In einem dritten Schritt erzeugt die Tankstelle der Zukunft Methan. Das soll dann erfolgen, wenn der Wasserstoffspeicher voll ist und die Brennstoffzellenautos das Gas nicht abnehmen. Zur Umwandlung in Methan wird dem Wasserstoff Kohlendioxid zugeführt. Beide Gase reagieren an einem Katalysator zu Methan. Methan ist der Hauptbestandteil von Erdgas, Erdgasautos können den Kraftstoff problemlos nutzen. Ist mehr verfügbar als getankt wird, kommt das Methan in einen Speicher. Ist dieser voll, wird das Methan in das Erdgasnetz eingespeist. „Mit unserem Vorhaben bleibt die Kopplung des Stromnetzes mit der Mobilität nicht auf Elektroautos beschränkt“, erklärt Zuberbühler. „Auch die anderen alternativen Antriebe profitieren davon.“
Die ZSW-Wissenschaftler sprechen von einer stufenförmigen Nutzung der erneuerbaren Energie. Priorität hat die Nutzung mit den geringsten Energieverlusten. Die Stufe 1 wird erst verlassen, wenn ihr Potenzial ausgereizt ist und so weiter. Am effizientesten ist die Verwendung des regenerativen Stroms in Elektromotoren. Hier fallen keine Energieumwandlungsverluste an, sondern nur bis zu 10 Prozent Batteriespeicherverluste.
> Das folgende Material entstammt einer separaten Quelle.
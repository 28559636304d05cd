//! Structured logging.
//!
//! # Responsibilities
//! - Initialize the tracing subscriber once per process
//! - Pick the filter from `RUST_LOG`, falling back to the configured level
//!
//! # Design Decisions
//! - Uses tracing crate for structured logging
//! - Human readable fmt output; request ids arrive as span fields from the
//!   HTTP layers

use tracing_subscriber::{layer::SubscriberExt, util::SubscriberInitExt, EnvFilter};

/// Filter used when `RUST_LOG` is unset.
pub fn default_filter(log_level: &str) -> String {
    format!("graphql_http={log_level},tower_http={log_level}")
}

/// Install the global subscriber.
///
/// Returns `false` when a subscriber was already installed (e.g. by another
/// test in the same process).
pub fn init(log_level: &str) -> bool {
    let filter = EnvFilter::try_from_default_env()
        .unwrap_or_else(|_| EnvFilter::new(default_filter(log_level)));

    tracing_subscriber::registry()
        .with(filter)
        .with(tracing_subscriber::fmt::layer())
        .try_init()
        .is_ok()
}
//! Lifecycle management subsystem.
//!
//! # Data Flow
//! ```text
//! Signals (signals.rs):
//!     SIGTERM/SIGINT → Trigger graceful shutdown
//!
//! Shutdown (shutdown.rs):
//!     Trigger → Stop accepting → Drain in-flight requests → Exit
//! ```
//!
//! # Design Decisions
//! - One broadcast channel; the server and tests trigger it the same way

pub mod shutdown;
pub mod signals;

pub use shutdown::Shutdown;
Erst wenn dieser Bedarf gedeckt ist, kommen die nächsten Stufen in Betracht: Zuerst die Umwandlung in Wasserstoff und dann die Methanisierung. Der Wirkungsgrad von Strom zu Wasserstoff liegt bei rund 75 Prozent, der von Strom zu Methan bei 60 Prozent. Gelagert werden können die chemischen Langzeitspeicher ohne Verluste. Wird die bei der Umwandlung entstehende Abwärme genutzt, steigert das den Wirkungsgrad um einige Prozentpunkte.
Ziel des ZSW in dem Projekt
ist es, die Effizienz, Lebensdauer und Wirtschaftlichkeit der beiden
Hauptkomponenten zu verbessern. Bei ihnen handelt es sich um einen
alkalischen Druck-Elektrolyseur und einen Plattenreaktor zur
Methanisierung. Sie werden im 100-Kilowatt-Maßstab weiterentwickelt. Um
die Elektrolyse und die Methansynthese zeitlich voneinander zu
entkoppeln, ist ein Wasserstoffzwischenspeicher vorgesehen, den das
Institut konzeptionell entwickelt und sicherheitstechnisch bewertet. Für die technische Entwicklung inklusive Sicherheitskonzept und
Klärung aller Genehmigungsdetails haben die Forscher drei Jahre Zeit. In
einem Demonstrationsbetrieb vor Ort soll das Ganze dann ab dem Jahr
2020 getestet werden.
Das ZSW-Vorhaben ist Teil des Projekts QUARREE100. In dem mit 24
Millionen Euro geförderten Leuchtturmprojekt setzen Institute,
Unternehmen und die öffentliche Verwaltung den nachhaltigen Umbau der
Energieversorgung eines Stadtquartiers in der Stadt Heide, Kreis
Dithmarschen, um. Die Tankstelle fungiert hierbei im Quartier als
Energiezentrum für die Energiewandlung und -speicherung.
Der Ökostromanteil im deutschen
Stromnetz liegt inzwischen bei rund einem Drittel, Tendenz steigend.
2030 sollen es bereits 65 Prozent sein. Eine Nutzung außerhalb des
Stromnetzes, etwa in Elektroautos und als alternativer Kraftstoff, würde
den Sektor Mobilität klimafreundlicher machen. Bislang gibt es hier nur
geringe Fortschritte. Die alternativen Kraftstoffe Wasserstoff und
Methan haben zudem den großen Vorteil, als chemische Speichermedien
lange ohne Verluste gelagert und in das deutsche Erdgasnetz eingespeist
werden zu können, wo sie auch für die Sektorkopplung zur CO2-neutalen
Wärmeversorgung von Gebäuden bereitstehen.
Die Förderung erfolgt im Rahmen des 6. Energieforschungsprogramms, Förderinitiative Solares Bauen / Energieeffiziente Stadt, einer gemeinsamen Initiative von Bundesforschungsministerium und Bundeswirtschaftsministerium.